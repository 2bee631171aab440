//! Startup sequence of the bootnode.
//!
//! Options are validated before anything is acquired: the identity source
//! is decided first (key generation exits right away), then the NAT
//! descriptor, key material, netlist, path-aware address and bootnode URLs
//! are parsed. Only then are sockets bound, the NAT mapping attached and an
//! engine started.

mod dispatcher;
mod nat;
mod netlist;
mod provision;
mod transport;

use std::future::Future;
use std::path::PathBuf;
use std::sync::Arc;

use log::{debug, info};

pub use dispatcher::{
    dispatch, run_until, DefaultLauncher, DiscoveryMode, DispatchRequest, EngineLauncher, RunningEngine,
};
pub use nat::{NatAttacher, EXTERNAL_IP_TIMEOUT};
pub use netlist::{IpNet, Netlist, NetlistError};
pub use provision::{
    generate_key, load_key_file, load_key_hex, provision, save_key, IdentitySource, InvalidSource, Provisioned,
};
pub use transport::{AlternateEndpoint, ListenEndpoint, TransportBuilder};

use crate::config::BootnodeConfig;
use crate::discovery::TosNodeUrl;
use crate::error::{BootnodeError, BootnodeResult};
use crate::nat as nat_mechanism;
use crate::scion::ScionAddr;

/// How a run ended without error.
#[derive(Debug, Clone, PartialEq, Eq)]
pub enum Outcome {
    /// `--genkey` wrote a fresh key.
    KeyGenerated { path: PathBuf, fingerprint: String },
    /// `--writeaddress` computed the node fingerprint.
    AddressWritten(String),
    /// The engine ran until shutdown was requested.
    Shutdown,
}

fn parse_alternate(value: Option<&str>) -> BootnodeResult<Option<ScionAddr>> {
    match value.map(str::trim).filter(|v| !v.is_empty()) {
        Some(value) => value
            .parse()
            .map(Some)
            .map_err(|e| BootnodeError::InvalidAlternateAddress(format!("'{}': {}", value, e))),
        None => Ok(None),
    }
}

fn parse_bootnodes(values: &[String]) -> BootnodeResult<Vec<TosNodeUrl>> {
    values
        .iter()
        .map(|v| v.trim())
        .filter(|v| !v.is_empty())
        .map(|v| TosNodeUrl::parse(v).map_err(BootnodeError::InvalidBootnode))
        .collect()
}

/// Run the bootnode with the default transports.
pub async fn run<F>(config: &BootnodeConfig, launcher: &dyn EngineLauncher, shutdown: F) -> BootnodeResult<Outcome>
where
    F: Future<Output = ()>,
{
    run_with(config, &TransportBuilder::default(), launcher, shutdown).await
}

pub async fn run_with<F>(
    config: &BootnodeConfig,
    transports: &TransportBuilder,
    launcher: &dyn EngineLauncher,
    shutdown: F,
) -> BootnodeResult<Outcome>
where
    F: Future<Output = ()>,
{
    let source = IdentitySource::from_options(
        config.genkey.as_deref(),
        config.nodekey.as_deref(),
        config.nodekeyhex.as_deref(),
    );
    if let IdentitySource::Generate(path) = &source {
        let identity = generate_key(path)?;
        return Ok(Outcome::KeyGenerated {
            path: path.clone(),
            fingerprint: identity.fingerprint(),
        });
    }

    let mechanism =
        nat_mechanism::parse(&config.nat).map_err(|e| BootnodeError::InvalidNatDescriptor(e.to_string()))?;
    start(config, &source, NatAttacher::new(mechanism), transports, launcher, shutdown).await
}

/// Provision the key, bind and serve once the NAT mechanism is known.
async fn start<F>(
    config: &BootnodeConfig,
    source: &IdentitySource,
    nat: NatAttacher,
    transports: &TransportBuilder,
    launcher: &dyn EngineLauncher,
    shutdown: F,
) -> BootnodeResult<Outcome>
where
    F: Future<Output = ()>,
{
    let identity = match provision(source)? {
        Provisioned::Loaded(identity) | Provisioned::Generated { identity, .. } => Arc::new(identity),
    };
    if config.writeaddress {
        return Ok(Outcome::AddressWritten(identity.fingerprint()));
    }

    let netrestrict = match config.netrestrict.as_deref() {
        Some(list) => Netlist::parse(list)
            .map_err(|e| BootnodeError::InvalidNetlist(e.to_string()))?
            .map(Arc::new),
        None => None,
    };
    if let Some(netlist) = netrestrict.as_ref() {
        if log::log_enabled!(log::Level::Debug) {
            debug!("Restricting peers to {}", netlist);
        }
    }
    let alternate = parse_alternate(config.scion.as_deref())?;
    let bootnodes = parse_bootnodes(&config.bootnodes)?;

    let (primary, alternate) = transports.build(&config.addr, alternate.as_ref()).await?;

    let announce_addr = nat.attach(primary.addr).await;

    let request = DispatchRequest {
        mode: config.mode(),
        identity: identity.clone(),
        primary,
        alternate,
        announce_addr,
        netrestrict,
        bootnodes,
        bucket_size: config.bucket_size,
    };
    let engine = match dispatch(launcher, request).await {
        Ok(engine) => engine,
        Err(e) => {
            nat.release();
            return Err(e);
        }
    };
    if log::log_enabled!(log::Level::Info) {
        info!("Node {} is up", identity.fingerprint());
    }

    run_until(engine, shutdown).await;
    nat.release();
    Ok(Outcome::Shutdown)
}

--

• How to complete this task
Go line by line through the data and copy any that contain "trim".

• Response
    match value.map(str::trim).filter(|v| !v.is_empty()) {
        .map(|v| v.trim())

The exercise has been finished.